- WHAT IS NEEDED
Could you print every line from the first one of the records below through the line containing "#[derive(Debug, Clone, Default, PartialEq)]", with both included and nothing else?

- RAW DATA

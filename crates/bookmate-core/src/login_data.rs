//! Persisted login preferences: known databases, the selected one, and
//! optional auto-login credentials.

use crate::error::SelectionError;
use crate::meta::{DatabaseMeta, SavedDatabaseEntry};
use crate::preferences::Preferences;
use crate::provider::{Credentials, ProviderRegistry};
use serde::{Deserialize, Deserializer, Serialize};
use tracing::warn;

pub const LOGIN_DATA_KEY: &str = "login_data_2_0";

#[derive(Debug, Clone, Default, PartialEq)]
pub struct LoginData {
    saved_databases: Vec<DatabaseMeta>,
    selected: Option<usize>,
    auto_login: bool,
    auto_login_credentials: Credentials,
}

/// JSON shape of [`LoginData`]. Missing or null fields fall back to defaults.
#[derive(Debug, Clone, Default, PartialEq, Serialize, Deserialize)]
#[serde(rename_all = "camelCase")]
pub struct LoginDataRecord {
    #[serde(default, deserialize_with = "null_as_default")]
    pub saved_databases: Vec<SavedDatabaseEntry>,
    #[serde(default)]
    pub selected_database_index: Option<usize>,
    #[serde(default, deserialize_with = "null_as_default")]
    pub auto_login: bool,
    #[serde(default, skip_serializing_if = "Option::is_none")]
    pub auto_login_credentials: Option<Credentials>,
}

fn null_as_default<'de, D, T>(deserializer: D) -> Result<T, D::Error>
where
    D: Deserializer<'de>,
    T: Default + Deserialize<'de>,
{
    Ok(Option::<T>::deserialize(deserializer)?.unwrap_or_default())
}

impl LoginData {
    pub fn new() -> Self {
        Self::default()
    }

    pub fn saved_databases(&self) -> &[DatabaseMeta] {
        &self.saved_databases
    }

    pub fn selected_database(&self) -> Option<&DatabaseMeta> {
        self.selected.and_then(|idx| self.saved_databases.get(idx))
    }

    pub fn selected_database_index(&self) -> Option<usize> {
        self.selected
    }

    /// Selects one of the saved databases, or clears the selection with `None`.
    /// State is left untouched when `meta` is not saved.
    pub fn set_selected_database(
        &mut self,
        meta: Option<&DatabaseMeta>,
    ) -> Result<(), SelectionError> {
        match meta {
            None => {
                self.selected = None;
                Ok(())
            }
            Some(meta) => {
                let idx = self
                    .saved_databases
                    .iter()
                    .position(|saved| saved == meta)
                    .ok_or_else(|| SelectionError {
                        url: meta.url().to_string(),
                    })?;
                self.selected = Some(idx);
                Ok(())
            }
        }
    }

    pub fn is_auto_login(&self) -> bool {
        self.auto_login
    }

    pub fn set_auto_login(&mut self, enabled: bool) {
        self.auto_login = enabled;
    }

    pub fn auto_login_credentials(&self) -> &Credentials {
        &self.auto_login_credentials
    }

    pub fn set_auto_login_credentials(&mut self, credentials: Credentials) {
        self.auto_login_credentials = credentials;
    }

    /// Appends `meta` to the saved list if no entry with the same url exists.
    pub fn remember(&mut self, meta: &DatabaseMeta) -> bool {
        if self.saved_databases.contains(meta) {
            return false;
        }
        self.saved_databases.push(meta.clone());
        true
    }

    /// Drops `meta` from the saved list; the selection follows its entry or
    /// is cleared if the selected entry itself was removed.
    pub fn forget(&mut self, meta: &DatabaseMeta) -> bool {
        let Some(idx) = self.saved_databases.iter().position(|saved| saved == meta) else {
            return false;
        };
        self.saved_databases.remove(idx);
        self.selected = match self.selected {
            Some(selected) if selected == idx => None,
            Some(selected) if selected > idx => Some(selected - 1),
            other => other,
        };
        if self.selected.is_none() {
            self.auto_login = false;
        }
        true
    }

    pub fn to_record(&self) -> LoginDataRecord {
        LoginDataRecord {
            saved_databases: self
                .saved_databases
                .iter()
                .map(DatabaseMeta::to_entry)
                .collect(),
            selected_database_index: self.selected,
            auto_login: self.auto_login,
            auto_login_credentials: self
                .auto_login
                .then(|| self.auto_login_credentials.clone()),
        }
    }

    /// Rebuilds login data, skipping entries whose provider is unknown.
    pub fn from_record(record: LoginDataRecord, registry: &ProviderRegistry) -> Self {
        let mut saved_databases = Vec::with_capacity(record.saved_databases.len());
        let mut selected = None;
        for (idx, entry) in record.saved_databases.iter().enumerate() {
            let Some(meta) = registry.resolve(entry) else {
                continue;
            };
            let kept = match saved_databases.iter().position(|saved| saved == &meta) {
                Some(existing) => existing,
                None => {
                    saved_databases.push(meta);
                    saved_databases.len() - 1
                }
            };
            if record.selected_database_index == Some(idx) {
                selected = Some(kept);
            }
        }
        if record.selected_database_index.is_some() && selected.is_none() {
            warn!(
                index = ?record.selected_database_index,
                "Selected database could not be restored; clearing selection"
            );
        }
        let auto_login = record.auto_login && selected.is_some();
        Self {
            saved_databases,
            selected,
            auto_login,
            auto_login_credentials: record.auto_login_credentials.unwrap_or_default(),
        }
    }

    pub fn load(preferences: &Preferences, registry: &ProviderRegistry) -> Self {
        preferences
            .get::<LoginDataRecord>(LOGIN_DATA_KEY)
            .map(|record| Self::from_record(record, registry))
            .unwrap_or_default()
    }

    pub fn store(&self, preferences: &mut Preferences) -> serde_json::Result<()> {
        preferences.set(LOGIN_DATA_KEY, &self.to_record())
    }
}
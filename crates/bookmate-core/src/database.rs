//! The opened data-source capability.
//!
//! Concrete storage lives behind [`Database`]; the launcher and shell only see
//! this trait, so providers are free to choose their own backing store.

use crate::error::DatabaseError;
use crate::listeners::{Listener, ListenerId};
use crate::meta::DatabaseMeta;
use serde::{Deserialize, Serialize};
use std::collections::BTreeMap;

pub type RecordId = u64;

#[derive(Debug, Clone, Copy, PartialEq, Eq, Serialize, Deserialize)]
#[serde(rename_all = "snake_case")]
pub enum RecordKind {
    Book,
    Magazine,
}

impl std::fmt::Display for RecordKind {
    fn fmt(&self, f: &mut std::fmt::Formatter<'_>) -> std::fmt::Result {
        let label = match self {
            RecordKind::Book => "book",
            RecordKind::Magazine => "magazine",
        };
        write!(f, "{}", label)
    }
}

/// One cataloged item. `id` is assigned by the database on insert.
#[derive(Debug, Clone, PartialEq, Eq, Serialize, Deserialize)]
pub struct Record {
    #[serde(default)]
    pub id: RecordId,
    pub kind: RecordKind,
    pub title: String,
    #[serde(default)]
    pub authors: Vec<String>,
    #[serde(default)]
    pub fields: BTreeMap<String, String>,
}

impl Record {
    pub fn new(kind: RecordKind, title: impl Into<String>) -> Self {
        Self {
            id: 0,
            kind,
            title: title.into(),
            authors: Vec::new(),
            fields: BTreeMap::new(),
        }
    }
}

#[derive(Debug, Clone, PartialEq, Eq)]
pub enum ChangeEvent {
    Inserted(Record),
    Updated(Record),
    Removed(RecordId),
}

pub trait Database: Send + Sync {
    fn meta(&self) -> &DatabaseMeta;

    fn insert(&self, record: Record) -> Result<RecordId, DatabaseError>;

    fn update(&self, record: Record) -> Result<(), DatabaseError>;

    fn remove(&self, id: RecordId) -> Result<(), DatabaseError>;

    fn records(&self) -> Result<Vec<Record>, DatabaseError>;

    /// Flushes and releases the data source. Later calls fail with `Closed`.
    fn close(&self) -> Result<(), DatabaseError>;

    fn is_closed(&self) -> bool;

    fn add_listener(&self, listener: Listener<ChangeEvent>) -> ListenerId;

    fn remove_listener(&self, id: ListenerId) -> bool;
}

impl std::fmt::Debug for dyn Database {
    fn fmt(&self, f: &mut std::fmt::Formatter<'_>) -> std::fmt::Result {
        f.debug_struct("Database")
            .field("meta", self.meta())
            .field("closed", &self.is_closed())
            .finish()
    }
}
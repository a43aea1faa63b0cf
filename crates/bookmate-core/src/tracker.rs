//! Registry of known ("saved") and currently open ("used") data sources.
//!
//! Shared by everything that shows or opens databases. All mutation goes
//! through these methods; observers are called synchronously after the state
//! change, outside the internal lock.

use crate::listeners::{Listener, ListenerId, ListenerSet};
use crate::meta::{DatabaseMeta, SavedDatabaseEntry};
use crate::provider::ProviderRegistry;
use std::sync::Mutex;
use tracing::debug;

pub const SAVED_DATABASES_KEY: &str = "saved_databases_2_0";

#[derive(Debug, Clone, PartialEq, Eq)]
pub enum TrackerEvent {
    Added(DatabaseMeta),
    Removed(DatabaseMeta),
    Opened(DatabaseMeta),
    Closed(DatabaseMeta),
}

#[derive(Default)]
struct TrackerState {
    saved: Vec<DatabaseMeta>,
    used: Vec<DatabaseMeta>,
}

#[derive(Default)]
pub struct DatabaseTracker {
    state: Mutex<TrackerState>,
    observers: ListenerSet<TrackerEvent>,
}

impl DatabaseTracker {
    pub fn new() -> Self {
        Self::default()
    }

    /// Rebuilds the saved list from persisted entries, dropping unknown providers.
    pub fn restore(entries: &[SavedDatabaseEntry], registry: &ProviderRegistry) -> Self {
        let tracker = Self::new();
        {
            let mut state = tracker.lock();
            for meta in entries.iter().filter_map(|entry| registry.resolve(entry)) {
                if !state.saved.contains(&meta) {
                    state.saved.push(meta);
                }
            }
        }
        tracker
    }

    fn lock(&self) -> std::sync::MutexGuard<'_, TrackerState> {
        self.state.lock().unwrap_or_else(|e| e.into_inner())
    }

    pub fn saved_databases(&self) -> Vec<DatabaseMeta> {
        self.lock().saved.clone()
    }

    pub fn used_databases(&self) -> Vec<DatabaseMeta> {
        self.lock().used.clone()
    }

    pub fn entries(&self) -> Vec<SavedDatabaseEntry> {
        self.lock().saved.iter().map(DatabaseMeta::to_entry).collect()
    }

    pub fn is_saved(&self, meta: &DatabaseMeta) -> bool {
        self.lock().saved.contains(meta)
    }

    pub fn is_database_used(&self, meta: &DatabaseMeta) -> bool {
        self.lock().used.contains(meta)
    }

    /// Appends `meta` unless an entry with the same url is already saved.
    /// Returns whether the list changed.
    pub fn add_database(&self, meta: &DatabaseMeta) -> bool {
        let added = {
            let mut state = self.lock();
            if state.saved.contains(meta) {
                false
            } else {
                state.saved.push(meta.clone());
                true
            }
        };
        if added {
            debug!(url = %meta.url(), "Tracking new database");
            self.observers.notify(&TrackerEvent::Added(meta.clone()));
        }
        added
    }

    pub fn remove_database(&self, meta: &DatabaseMeta) -> bool {
        let removed = {
            let mut state = self.lock();
            let before = state.saved.len();
            state.saved.retain(|existing| existing != meta);
            state.saved.len() != before
        };
        if removed {
            debug!(url = %meta.url(), "Stopped tracking database");
            self.observers.notify(&TrackerEvent::Removed(meta.clone()));
        }
        removed
    }

    /// Marks a data source as open. It does not have to be saved.
    pub fn on_using(&self, meta: &DatabaseMeta) {
        let opened = {
            let mut state = self.lock();
            if state.used.contains(meta) {
                false
            } else {
                state.used.push(meta.clone());
                true
            }
        };
        if opened {
            self.observers.notify(&TrackerEvent::Opened(meta.clone()));
        }
    }

    pub fn on_closing(&self, meta: &DatabaseMeta) {
        let closed = {
            let mut state = self.lock();
            let before = state.used.len();
            state.used.retain(|existing| existing != meta);
            state.used.len() != before
        };
        if closed {
            self.observers.notify(&TrackerEvent::Closed(meta.clone()));
        }
    }

    pub fn subscribe(&self, observer: Listener<TrackerEvent>) -> ListenerId {
        self.observers.add(observer)
    }

    pub fn unsubscribe(&self, id: ListenerId) -> bool {
        self.observers.remove(id)
    }
}
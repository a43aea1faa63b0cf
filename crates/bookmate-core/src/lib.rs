//! Data-source plumbing for the bookmate catalog: provider registry, the
//! saved/used database tracker, persisted login data and the activity
//! launcher that decides what the user sees at startup.

pub mod context;
pub mod database;
pub mod error;
pub mod executor;
pub mod launcher;
pub mod listeners;
pub mod login_data;
pub mod meta;
pub mod preferences;
pub mod provider;
pub mod providers;
pub mod tracker;

pub use context::AppContext;
pub use database::{ChangeEvent, Database, Record, RecordId, RecordKind};
pub use error::{DatabaseError, SelectionError};
pub use executor::{Background, BackgroundError, UiLoop, UiQueue, ui_channel};
pub use launcher::{
    ActivityHandle, ActivityHost, ActivityKind, ActivityLauncher, CredentialRequest,
    LaunchFailure, LaunchMode, LaunchOutcome,
};
pub use listeners::{Listener, ListenerId, ListenerSet};
pub use login_data::LoginData;
pub use meta::{DatabaseMeta, MetaAction, SavedDatabaseEntry};
pub use preferences::Preferences;
pub use provider::{Credentials, DatabaseProvider, LoginField, OpenOptions, ProviderRegistry};
pub use providers::{LocalDatabase, LocalFileProvider, builtin_registry};
pub use tracker::{DatabaseTracker, TrackerEvent};
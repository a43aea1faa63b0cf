//! Configuration loading for the bookmate shell.
//!
//! Settings live in `conf/config.toml` unless `BOOKMATE_CONFIG_PATH` points
//! elsewhere. Missing or invalid entries fall back to defaults so the shell can
//! always start.

use serde::{Deserialize, Serialize};
use std::fs;
use std::path::{Path, PathBuf};
use tracing::{debug, info, warn};

pub const CONFIG_PATH_ENV: &str = "BOOKMATE_CONFIG_PATH";
const DEFAULT_CONFIG_PATH: &str = "conf/config.toml";

#[derive(Debug, Clone, PartialEq, Deserialize, Serialize)]
pub struct AppConfig {
    #[serde(default = "default_log_level")]
    pub log_level: LogLevel,
    /// JSON file backing the preference store.
    #[serde(default = "default_preferences_path")]
    pub preferences_path: PathBuf,
    /// Provider used for arguments without a `provider:` prefix.
    #[serde(default = "default_provider")]
    pub default_provider: String,
    #[serde(default)]
    pub create_missing_databases: bool,
    /// Save preferences after every command instead of only at exit.
    #[serde(default = "default_auto_persist")]
    pub auto_persist: bool,
}

impl Default for AppConfig {
    fn default() -> Self {
        AppConfig {
            log_level: default_log_level(),
            preferences_path: default_preferences_path(),
            default_provider: default_provider(),
            create_missing_databases: false,
            auto_persist: default_auto_persist(),
        }
    }
}

/// Supported logging verbosity levels.
#[derive(Debug, Clone, Copy, Default, Deserialize, Serialize, PartialEq, Eq)]
#[serde(rename_all = "lowercase")]
pub enum LogLevel {
    Trace,
    Debug,
    #[default]
    Info,
    Warn,
    Error,
}

impl std::fmt::Display for LogLevel {
    fn fmt(&self, f: &mut std::fmt::Formatter<'_>) -> std::fmt::Result {
        write!(f, "{}", self.as_filter_str())
    }
}

impl LogLevel {
    pub fn as_filter_str(self) -> &'static str {
        match self {
            LogLevel::Trace => "trace",
            LogLevel::Debug => "debug",
            LogLevel::Info => "info",
            LogLevel::Warn => "warn",
            LogLevel::Error => "error",
        }
    }
}

pub fn config_path() -> PathBuf {
    std::env::var_os(CONFIG_PATH_ENV)
        .map(PathBuf::from)
        .unwrap_or_else(|| PathBuf::from(DEFAULT_CONFIG_PATH))
}

/// Load configuration from the given path, falling back to defaults on error.
pub fn load_config(path: &Path) -> AppConfig {
    let contents = match fs::read_to_string(path) {
        Ok(data) => {
            info!(path = %path.display(), "Loaded base config");
            data
        }
        Err(err) => {
            warn!(
                path = %path.display(),
                "Falling back to default config: {err}"
            );
            return AppConfig::default();
        }
    };

    match toml::from_str::<AppConfig>(&contents) {
        Ok(cfg) => {
            debug!(?cfg, "Parsed configuration from disk");
            cfg
        }
        Err(err) => {
            warn!(path = %path.display(), "Invalid config TOML: {err}");
            AppConfig::default()
        }
    }
}

fn default_log_level() -> LogLevel {
    LogLevel::Info
}

fn default_preferences_path() -> PathBuf {
    PathBuf::from(".cache/bookmate/preferences.json")
}

fn default_provider() -> String {
    bookmate_core::LocalFileProvider::ID.to_string()
}

fn default_auto_persist() -> bool {
    true
}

- RESULT FOR THIS TASK
filename crates/bookmate-core/src/login_data.rs
//! Persisted login preferences: known databases, the selected one, and
//! optional auto-login credentials.

use crate::error::SelectionError;
use crate::meta::{DatabaseMeta, SavedDatabaseEntry};
use crate::preferences::Preferences;
use crate::provider::{Credentials, ProviderRegistry};
use serde::{Deserialize, Deserializer, Serialize};
use tracing::warn;

pub const LOGIN_DATA_KEY: &str = "login_data_2_0";

#[derive(Debug, Clone, Default, PartialEq)]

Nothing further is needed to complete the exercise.